When they are not working with wool, they source other types of waste materials, such as deadstock textiles from the Danish textile industry. A lot of the fabrics they use have been lying in stock for years - dating back to the 70's. Due to this, styles vary and garments are exclusive and individual, with limited quantities.
"We would never support poor treatment of animals and it is always our highest priority to know the animals we source our wool from are treated well. With our supply chain, we can actually control this, because we collect the wool ourselves which is unique. We have an on-going dialogue with our local Danish sheep farmers, most of whom keep sheep as a hobby. They have small herds and, of course, their biggest interest is to take good care of them.
Please don't ban wool products, but consider buying wool products from smaller, sustainable brands rather than from highstreet brands."

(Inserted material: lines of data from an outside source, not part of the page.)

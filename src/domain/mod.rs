//! Store extension contract
//!
//! The traits a store type implements to plug into the shell. Contains no
//! I/O of its own; reading and writing live in the implementations.

mod info;
mod store;
mod format;
mod convert;

pub use info::{validate_all, DescriptorError, StoreInfo, RESERVED_MNEMONICS, RESERVED_OPTIONS};
pub use store::StoreType;
pub use format::{FormatInfo, FormatTag, ReadFormat, WriteFormat};
pub use convert::ConvertFrom;
//! Environment of live store values
//!
//! One slot per store key. Each slot holds the values created or loaded so
//! far and remembers which one is current; commands act on the current one
//! unless told otherwise.

use std::any::Any;
use std::collections::HashMap;
use std::io::Write;
use std::path::Path;

use chrono::Utc;

use super::dispatch::StoreRegistry;
use super::erased::AnyStore;
use super::error::StoreError;
use crate::cli::{CommandContext, Output};
use crate::domain::StoreType;
use crate::storage::StatisticsEntry;

#[derive(Default)]
struct Slot {
    items: Vec<AnyStore>,
    current: usize,
}

/// Live values of every store type, indexed by store key
#[derive(Default)]
pub struct Environment {
    slots: HashMap<&'static str, Slot>,
}

impl Environment {
    pub fn new() -> Self {
        Self::default()
    }

    /// Stores a value and makes it current; returns its index
    pub fn push<T: StoreType>(&mut self, value: T) -> usize {
        self.push_any(T::INFO.key, Box::new(value))
    }

    /// Stores a type-erased value under `key` and makes it current
    pub fn push_any(&mut self, key: &'static str, value: AnyStore) -> usize {
        let slot = self.slots.entry(key).or_default();
        slot.items.push(value);
        slot.current = slot.items.len() - 1;
        slot.current
    }

    /// The current value for `key`
    pub fn current(&self, key: &str) -> Option<&dyn Any> {
        let slot = self.slots.get(key)?;
        slot.items.get(slot.current).map(|item| &**item)
    }

    /// The current value of store type `T`
    pub fn current_as<T: StoreType>(&self) -> Option<&T> {
        self.current(T::INFO.key)?.downcast_ref::<T>()
    }

    /// Index of the current value for `key`
    pub fn current_index(&self, key: &str) -> Option<usize> {
        self.slots
            .get(key)
            .filter(|slot| !slot.items.is_empty())
            .map(|slot| slot.current)
    }

    /// Makes the value at `index` current
    pub fn set_current(&mut self, key: &str, index: usize) -> Result<(), StoreError> {
        let slot = self
            .slots
            .get_mut(key)
            .filter(|slot| !slot.items.is_empty())
            .ok_or_else(|| StoreError::EmptyStore(key.to_string()))?;

        if index >= slot.items.len() {
            return Err(StoreError::IndexOutOfRange {
                key: key.to_string(),
                index,
                len: slot.items.len(),
            });
        }

        slot.current = index;
        Ok(())
    }

    /// All values stored under `key`, oldest first
    pub fn iter(&self, key: &str) -> impl Iterator<Item = &dyn Any> {
        self.slots
            .get(key)
            .into_iter()
            .flat_map(|slot| slot.items.iter().map(|item| &**item))
    }

    /// Number of values stored under `key`
    pub fn len(&self, key: &str) -> usize {
        self.slots.get(key).map(|slot| slot.items.len()).unwrap_or(0)
    }

    /// Returns true if nothing is stored under `key`
    pub fn is_empty(&self, key: &str) -> bool {
        self.len(key) == 0
    }

    /// Removes every value stored under `key`
    pub fn clear(&mut self, key: &str) {
        self.slots.remove(key);
    }

    fn require_current(&self, key: &str) -> Result<&dyn Any, StoreError> {
        self.current(key)
            .ok_or_else(|| StoreError::EmptyStore(key.to_string()))
    }
}

/// Environment-level operations, as the shell's commands use them
impl StoreRegistry {
    /// Synopsis lines for every value under `key`, marking the current one
    pub fn list(&self, env: &Environment, key: &str) -> Result<Vec<String>, StoreError> {
        let current = env.current_index(key);
        env.iter(key)
            .enumerate()
            .map(|(idx, value)| {
                let marker = if Some(idx) == current { "*" } else { " " };
                let synopsis = self.describe(key, value)?;
                Ok(format!("{}{:2}: {}", marker, idx, synopsis).trim_end().to_string())
            })
            .collect()
    }

    /// Synopsis of the current value under `key`
    pub fn describe_current(&self, env: &Environment, key: &str) -> Result<String, StoreError> {
        self.describe(key, env.require_current(key)?)
    }

    /// Prints the current value under `key`
    pub fn print_current(
        &self,
        env: &Environment,
        key: &str,
        out: &mut dyn Write,
    ) -> Result<(), StoreError> {
        self.print(key, env.require_current(key)?, out)
    }

    /// Prints statistics of the current value under `key`
    pub fn print_statistics_current(
        &self,
        env: &Environment,
        key: &str,
        out: &mut dyn Write,
    ) -> Result<(), StoreError> {
        self.print_statistics(key, env.require_current(key)?, out)
    }

    /// Structured statistics of the current value under `key`
    pub fn log_statistics_current(
        &self,
        env: &Environment,
        key: &str,
    ) -> Result<serde_json::Value, StoreError> {
        self.log_statistics(key, env.require_current(key)?)
    }

    /// Renders statistics of the current value through `output`
    ///
    /// Text output uses `print_statistics`, JSON output uses `log_statistics`.
    pub fn show_statistics(
        &self,
        env: &Environment,
        key: &str,
        output: &Output,
    ) -> Result<(), StoreError> {
        print!("{}", self.render_statistics(env, key, output)?);
        Ok(())
    }

    /// Statistics of the current value under `key`, as `show_statistics`
    /// prints them
    pub fn render_statistics(
        &self,
        env: &Environment,
        key: &str,
        output: &Output,
    ) -> Result<String, StoreError> {
        let mut text = Vec::new();
        self.print_statistics_current(env, key, &mut text)?;
        let record = self.log_statistics_current(env, key)?;
        Ok(output.render_statistics(key, &String::from_utf8_lossy(&text), &record))
    }

    /// Builds a statistics log entry for the current value under `key`
    pub fn statistics_entry(
        &self,
        env: &Environment,
        command: &str,
        key: &str,
    ) -> Result<StatisticsEntry, StoreError> {
        Ok(StatisticsEntry {
            timestamp: Utc::now(),
            command: command.to_string(),
            store: key.to_string(),
            statistics: self.log_statistics_current(env, key)?,
        })
    }

    /// Reads a value from `path` and makes it current under `key`
    pub fn read_into(
        &self,
        env: &mut Environment,
        key: &str,
        format: &str,
        path: &Path,
        cmd: &CommandContext,
    ) -> Result<usize, StoreError> {
        let value = self.read_key(key, format, path, cmd)?;
        let key = self.require_entry(key)?.info.key;
        Ok(env.push_any(key, value))
    }

    /// Writes the current value under `key` to `path`
    pub fn write_current(
        &self,
        env: &Environment,
        key: &str,
        format: &str,
        path: &Path,
        cmd: &CommandContext,
    ) -> Result<(), StoreError> {
        self.write_key(key, format, env.require_current(key)?, path, cmd)
    }

    /// Converts the current value under `from` and stores it under `to`
    pub fn convert_current(
        &self,
        env: &mut Environment,
        from: &str,
        to: &str,
    ) -> Result<usize, StoreError> {
        let value = self.convert_key(from, to, env.require_current(from)?)?;
        let key = self.require_entry(to)?.info.key;
        Ok(env.push_any(key, value))
    }
}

They are holding a fashion show in London for their collection called "Through Another Prism" which is about looking at fashion through a different prism, taking other, more sustainable approaches to textile and fashion design.
The show is organised by the Fashion Designers and Craft Makers Network and is held on Saturday the 28th of October at the Regents Park Suite, the Pullman Hotel St. Pancras in London.
The event is a non-profit event arranged to bring awareness and raise funds for a neuro-genetic condition called Angelman Syndrome.